● **WHAT IS REQUIRED**
Among the lines below, count those containing the word "seam". Give the number only.

● **DATA**
****************************************

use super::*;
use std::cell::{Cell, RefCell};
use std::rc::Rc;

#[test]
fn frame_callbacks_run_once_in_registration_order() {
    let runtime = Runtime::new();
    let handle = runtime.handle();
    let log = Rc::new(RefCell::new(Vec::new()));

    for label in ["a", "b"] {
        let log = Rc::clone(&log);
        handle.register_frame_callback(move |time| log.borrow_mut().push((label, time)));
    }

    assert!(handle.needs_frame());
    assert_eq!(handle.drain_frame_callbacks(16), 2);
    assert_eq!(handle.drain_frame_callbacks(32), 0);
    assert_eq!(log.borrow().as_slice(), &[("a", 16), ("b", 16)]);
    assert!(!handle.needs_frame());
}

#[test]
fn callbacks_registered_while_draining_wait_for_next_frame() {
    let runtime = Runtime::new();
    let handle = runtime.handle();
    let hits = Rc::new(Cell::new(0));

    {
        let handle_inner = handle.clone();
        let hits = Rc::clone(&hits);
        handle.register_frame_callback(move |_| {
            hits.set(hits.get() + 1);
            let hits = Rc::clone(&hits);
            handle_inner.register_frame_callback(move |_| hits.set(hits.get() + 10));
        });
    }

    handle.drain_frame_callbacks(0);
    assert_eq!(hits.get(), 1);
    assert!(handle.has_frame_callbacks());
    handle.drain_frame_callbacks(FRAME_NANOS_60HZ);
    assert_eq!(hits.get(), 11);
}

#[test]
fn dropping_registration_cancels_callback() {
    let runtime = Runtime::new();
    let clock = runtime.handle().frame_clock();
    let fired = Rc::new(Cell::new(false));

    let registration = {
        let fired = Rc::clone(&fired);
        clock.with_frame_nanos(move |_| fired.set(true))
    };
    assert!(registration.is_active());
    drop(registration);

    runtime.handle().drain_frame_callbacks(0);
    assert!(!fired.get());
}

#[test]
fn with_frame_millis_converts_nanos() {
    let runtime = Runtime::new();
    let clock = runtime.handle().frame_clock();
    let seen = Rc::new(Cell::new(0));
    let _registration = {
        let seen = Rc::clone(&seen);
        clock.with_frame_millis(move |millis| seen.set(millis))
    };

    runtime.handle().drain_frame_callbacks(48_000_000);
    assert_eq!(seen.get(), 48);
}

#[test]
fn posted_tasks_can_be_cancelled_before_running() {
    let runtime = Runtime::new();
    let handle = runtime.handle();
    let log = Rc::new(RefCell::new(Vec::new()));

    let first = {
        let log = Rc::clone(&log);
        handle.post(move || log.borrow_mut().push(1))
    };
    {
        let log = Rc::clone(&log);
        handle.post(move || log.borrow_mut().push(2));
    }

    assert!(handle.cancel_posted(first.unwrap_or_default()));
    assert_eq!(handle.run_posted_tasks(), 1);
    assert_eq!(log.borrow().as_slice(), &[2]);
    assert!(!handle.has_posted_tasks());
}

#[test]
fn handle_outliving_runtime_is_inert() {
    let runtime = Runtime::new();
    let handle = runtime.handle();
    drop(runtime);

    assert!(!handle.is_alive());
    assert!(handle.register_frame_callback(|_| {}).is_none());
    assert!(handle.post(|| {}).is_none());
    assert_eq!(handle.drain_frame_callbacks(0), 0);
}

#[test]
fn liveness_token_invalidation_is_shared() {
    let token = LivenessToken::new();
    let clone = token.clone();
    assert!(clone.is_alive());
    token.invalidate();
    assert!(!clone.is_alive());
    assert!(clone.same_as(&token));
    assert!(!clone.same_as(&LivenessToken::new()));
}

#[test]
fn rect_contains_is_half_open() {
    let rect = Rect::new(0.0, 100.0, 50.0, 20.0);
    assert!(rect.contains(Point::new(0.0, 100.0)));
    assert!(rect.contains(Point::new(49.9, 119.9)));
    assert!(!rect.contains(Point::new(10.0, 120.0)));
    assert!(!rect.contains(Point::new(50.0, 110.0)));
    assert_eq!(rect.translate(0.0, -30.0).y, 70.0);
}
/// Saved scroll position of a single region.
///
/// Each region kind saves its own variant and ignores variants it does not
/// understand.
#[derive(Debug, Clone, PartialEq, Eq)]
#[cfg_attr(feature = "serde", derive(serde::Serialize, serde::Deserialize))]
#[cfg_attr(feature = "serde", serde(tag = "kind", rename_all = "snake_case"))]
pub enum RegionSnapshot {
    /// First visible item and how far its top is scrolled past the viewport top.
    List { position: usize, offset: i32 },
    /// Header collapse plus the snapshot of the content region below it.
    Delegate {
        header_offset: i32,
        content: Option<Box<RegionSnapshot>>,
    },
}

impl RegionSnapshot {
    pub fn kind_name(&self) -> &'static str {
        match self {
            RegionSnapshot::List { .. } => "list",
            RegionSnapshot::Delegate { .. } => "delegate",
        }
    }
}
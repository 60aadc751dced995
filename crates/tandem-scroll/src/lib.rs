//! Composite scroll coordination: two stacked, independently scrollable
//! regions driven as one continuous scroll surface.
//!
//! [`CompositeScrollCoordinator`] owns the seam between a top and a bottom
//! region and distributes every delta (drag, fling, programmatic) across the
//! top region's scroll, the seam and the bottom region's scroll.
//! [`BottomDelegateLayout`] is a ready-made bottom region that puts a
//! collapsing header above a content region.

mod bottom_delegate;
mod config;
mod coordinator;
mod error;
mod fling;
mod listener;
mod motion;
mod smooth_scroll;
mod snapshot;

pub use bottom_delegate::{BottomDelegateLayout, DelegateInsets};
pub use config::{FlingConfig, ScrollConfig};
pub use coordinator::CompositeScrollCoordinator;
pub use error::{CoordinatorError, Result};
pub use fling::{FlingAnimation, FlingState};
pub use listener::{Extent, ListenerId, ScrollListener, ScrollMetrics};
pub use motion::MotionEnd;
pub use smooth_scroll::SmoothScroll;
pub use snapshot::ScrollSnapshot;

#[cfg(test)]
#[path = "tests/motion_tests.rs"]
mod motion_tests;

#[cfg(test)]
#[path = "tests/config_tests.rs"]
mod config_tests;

****************************************

● **WRITTEN RESPONSE**
2